Os advogados do candidato afirmam que vão buscar uma ordem judicial para restabelecer a filiação dele ao PL

Foto: Getty Images

O senador Flávio Bolsonaro (PL-RJ) foi filiado ao partido do MBL, o Missão, sem ter conhecimento disso, o que atrapalha o registro de sua candidatura presidencial, que seria feita por sua equipe nesta quinta-feira (13).

Os advogados do candidato afirmam que vão buscar uma ordem judicial para restabelecer a filiação dele ao PL. Segundo a advogada e ex-ministra Maria Claudia Bucchianeri, a filiação à revelia é um crime.

Segundo os dados do TSE (Tribunal Superior Eleitoral), Flávio foi filiado ao Missão na quarta-feira (12), o que automaticamente cancela sua filiação ao PL na mesma data.

Atualmente, por meio de um sistema da Justiça Eleitoral, a filiação a um partido pode ser feita utilizando somente alguns dados do filiado, como número do título de eleitor, data de nascimento e nome dos pais -dados conhecidos no caso de Flávio.

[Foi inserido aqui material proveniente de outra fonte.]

//! # Halcyon kernel core
//!
//! Bootstrap and interrupt-driven input layer of a small monolithic x86_64 kernel.
//!
//! ## Layout
//!
//! - `devices`: the PS/2 keyboard driver (scan-code table, modifier tracker, IRQ pipeline)
//! - `interrupts`: IRQ line control and the interrupt vector table
//! - `memory`: frame allocator, collaborator traits, the ordered bootstrap sequence
//! - `task`: scheduler seam, wait queue, first user task
//! - `syscalls`: system call numbers and dispatcher
//! - `kernel`: the kernel context object and boot phase tracking
//! - `arch`: x86_64 platform layer (bare-metal builds only)
//!
//! Everything outside `arch` reaches hardware through traits, so the library also builds
//! for the host and its unit tests run there.

#![cfg_attr(not(test), no_std)]
#![cfg_attr(target_os = "none", feature(abi_x86_interrupt))]

extern crate alloc;

pub mod config;
pub mod devices;
pub mod interrupts;
pub mod kernel;
pub mod memory;
pub mod syscalls;
pub mod task;
pub mod time;

#[cfg(all(target_arch = "x86_64", target_os = "none"))]
pub mod arch;

pub use kernel::Kernel;
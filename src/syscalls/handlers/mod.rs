//! # System Call Handlers
//!
//! ## Modules
//!
//! - `io`: keyboard input
//! - `time`: timer ticks
//!
//! ## Handler Signature
//!
//! Each handler takes the kernel services it needs and returns a result:
//! ```ignore
//! fn sys_getchar(host: &impl SyscallHost) -> SyscallResult
//! ```

pub mod io;
pub mod time;
//! Task Subsystem Seam
//!
//! The boot sequence only needs a handful of scheduler operations; they are collected in
//! [`TaskSubsystem`] so the boot path and its tests do not depend on the x86_64 scheduler.
//!
//! # Task Lifecycle
//! 1. `init()` sets up the run queue
//! 2. `run_as_task0()` turns the boot thread into the idle task
//! 3. `create(entry, stack_top, arg)` adds a user task in `Ready` state
//! 4. `yield_now()` hands the CPU to the next ready task

use core::fmt;

pub mod user;
pub mod wait_queue;

pub use user::{start_user_task, UserMemory, UserProgram};
pub use wait_queue::{Suspend, TicketQueue, WaitQueue};

#[derive(Clone, Copy, Debug, PartialEq, Eq)]
pub enum TaskState {
    Ready,
    Running,
}

#[derive(Clone, Copy, Debug, PartialEq, Eq, PartialOrd, Ord)]
pub struct TaskHandle(pub u32);

#[derive(Clone, Copy, Debug, PartialEq, Eq)]
pub enum TaskError {
    NotInitialized,
    TooManyTasks,
    OutOfMemory,
    /// Mapping the task's image or stack failed.
    Mapping,
}

impl fmt::Display for TaskError {
    fn fmt(&self, f: &mut fmt::Formatter<'_>) -> fmt::Result {
        match self {
            TaskError::NotInitialized => write!(f, "task subsystem not initialized"),
            TaskError::TooManyTasks => write!(f, "task table full"),
            TaskError::OutOfMemory => write!(f, "out of memory for task"),
            TaskError::Mapping => write!(f, "could not map task memory"),
        }
    }
}

pub trait TaskSubsystem {
    fn init(&self) -> Result<(), TaskError>;

    /// Turns the calling (boot) thread into task 0. Called once.
    fn run_as_task0(&self) -> Result<TaskHandle, TaskError>;

    /// Creates a user-mode task starting at `entry` with its stack pointer at `stack_top`
    /// and `arg` in the first argument register.
    fn create(&self, entry: u64, stack_top: u64, arg: u64) -> Result<TaskHandle, TaskError>;

    fn yield_now(&self);
}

A lei eleitoral exige, porém, que os candidatos estejam regularmente filiados ao partido pelo qual vão concorrer ao menos seis meses antes do pleito e, por isso, a filiação ao Missão impede que o PL registre a candidatura de Flávio na Justiça Eleitoral.

O prazo para registro termina às 19h de sábado (15). A campanha eleitoral começa oficialmente no dia seguinte, em 16 de agosto.

O que diz o TSE
O presidente do Tribunal Superior Eleitoral (TSE), ministro Kassio Nunes Marques, determinou nesta quinta-feira (13) a abertura de uma investigação para apurar a filiação do senador Flávio Bolsonaro (PL-RJ), pré-candidato à Presidência da República, ao Missão.

Em nota, o TSE negou que a inclusão do nome do senador tenha ocorrido por meio do hackeamento do sistema da Corte e disse que houve "uso indevido" da ferramenta. 

Além disso, o tribunal informou que o presidente da Corte acionou o Ministério Público Eleitoral e determinou a abertura de uma investigação interna.

"O Tribunal Superior Eleitoral informa que a filiação de Flávio Bolsonaro ao partido Missão não foi fruto de hackeamento do sistema de filiação partidária, mas sim de uso indevido da ferramenta por parte de alguém que possuía as credencias da legenda para efetivar filiações", declarou o TSE.

O Missão afirmou que chegou a detectar a filiação indevida, mas não conseguiu cancelar o ato no sistema do TSE.

"O Partido Missão vem a público informar que foi vítima de uma tentativa de filiação fraudulenta de Flávio Bolsonaro. Nosso sistema, ao notar a fraude, tentou realizar no mesmo dia o cancelamento da filiação, ação que foi rejeitada pelo TSE", declarou partido.